The numbers are staggering: Nearly 700 women in the U.S. die each year from pregnancy-related complications. Now, the White House is working to tackle the issue.
It presented a blueprint for states, the federal government and private companies Tuesday to address maternal mortality.
According to the latest numbers from the CDC, in 2019, about 20 of every 100,000 live births resulted in the death of the mother. That's an increase from 2018 when the rate was about 17 for every 100,000. The causes vary, especially when it comes to so-called fourth-trimester losses. That's a death occurring up to one year after the end of the pregnancy.
Dr. Shannon Pursell, executive director of the Virginia Neonatal Perinatal Collaborative, says some of it points back to mental health and a lack of access to treatment.
"We know that once baby comes into the picture that most moms, that maternal factor really kicks in, and now it's everything about baby. ... And a lot of times mom really kind of puts her priority for herself at the bottom of the barrel."
When it comes to maternal mortality disparities, Black women are three times more likely to die from pregnancy complications. Those statistics are unchanged regardless of education or income level.

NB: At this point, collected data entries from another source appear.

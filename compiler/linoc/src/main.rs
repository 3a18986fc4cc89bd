//! Lino console CLI.
//!
//! Usage:
//!   lino                       # Interactive console
//!   lino repl                  # Interactive console
//!   lino run <file|->          # Execute a script line by line
//!   lino -c <line>             # Execute one line

use std::path::Path;
use std::process::ExitCode;

use linoc::commands::{eval_line, run_file, run_interactive};
use linoc::{init_tracing, stdout_handler, DriverConfig, DriverError};

fn main() -> ExitCode {
    init_tracing();

    let args: Vec<String> = std::env::args().collect();
    let command = args.get(1).map(String::as_str);

    let result = match command {
        None | Some("repl") => {
            let Some(config) = parse_flags(DriverConfig::interactive(), args.iter().skip(2)) else {
                return usage_error();
            };
            run_interactive(config, stdout_handler())
        }
        Some("run") => {
            let Some(path) = args.get(2) else {
                eprintln!("Usage: lino run <file|-> [--quiet]");
                return ExitCode::FAILURE;
            };
            let Some(config) = parse_flags(DriverConfig::default(), args.iter().skip(3)) else {
                return usage_error();
            };
            run_file(Path::new(path), config, stdout_handler())
        }
        Some("-c") => {
            let Some(line) = args.get(2) else {
                eprintln!("Usage: lino -c <line> [--echo]");
                return ExitCode::FAILURE;
            };
            let Some(config) = parse_flags(DriverConfig::interactive(), args.iter().skip(3)) else {
                return usage_error();
            };
            eval_line(line, config, stdout_handler());
            Ok(())
        }
        Some("--help" | "-h" | "help") => {
            print_usage();
            Ok(())
        }
        Some("--version" | "-V") => {
            println!("lino {}", env!("CARGO_PKG_VERSION"));
            Ok(())
        }
        Some(other) => {
            eprintln!("Unknown command: {other}");
            return usage_error();
        }
    };

    report(result)
}

/// Fold trailing flags into `config`; `None` if any flag is unknown.
fn parse_flags<'a>(
    mut config: DriverConfig,
    flags: impl Iterator<Item = &'a String>,
) -> Option<DriverConfig> {
    for flag in flags {
        if !config.apply_flag(flag) {
            eprintln!("Unknown option: {flag}");
            return None;
        }
    }
    Some(config)
}

fn report(result: Result<(), DriverError>) -> ExitCode {
    match result {
        Ok(()) => ExitCode::SUCCESS,
        Err(err) => {
            eprintln!("error: {err}");
            ExitCode::FAILURE
        }
    }
}

fn usage_error() -> ExitCode {
    eprintln!();
    print_usage();
    ExitCode::FAILURE
}

fn print_usage() {
    println!("Lino line interpreter");
    println!();
    println!("Usage: lino [command] [options]");
    println!();
    println!("Commands:");
    println!("  repl               Interactive console (default)");
    println!("  run <file|->       Execute each line of a file ('-' for stdin)");
    println!("  -c <line>          Execute a single line");
    println!("  --help, -h         Show this help");
    println!("  --version, -V      Show version");
    println!();
    println!("Options:");
    println!("  --quiet, -q        Do not echo '> <line>' before each result");
    println!("  --echo             Echo '> <line>' before each result");
    println!("  --prompt=<text>    Prompt for the interactive console");
    println!();
    println!("Environment:");
    println!("  LINO_LOG           Log filter, e.g. 'debug' or 'lino_eval=trace'");
    println!("  LINO_LOG_TREE      Set to render logs as an indented tree");
}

"We have our normal things where hospitals, all hospitals need to be following evidence-based protocols for treatment of certain medical conditions. But what we're finding, particularly around Black women, is that unfortunately, it is structural racism and a bias that is deep-rooted in our health care system that are causing these disparities of care," said Dr. Tamika Auguste with The American College of Obstetricians and Gynecologists.
"They're not being listened to, for whatever their concerns are. For example, there is still this very untrue thought that Black people feel pain differently than white people. And that's being transferred to Black women in around pregnancy are not being heard when it may come to their pain when something is wrong. And that's where we're going awry," said Auguste.
While the White House event was meant to bring attention to maternal deaths, it was also a push to pass the president's "Build Back Better" initiative, which in addition to $3 billion in maternal health funding would require states to provide 12 months of postpartum Medicaid coverage. That's up from the typical 60 days. That bill has already passed through the House and is now in the hands of the Senate.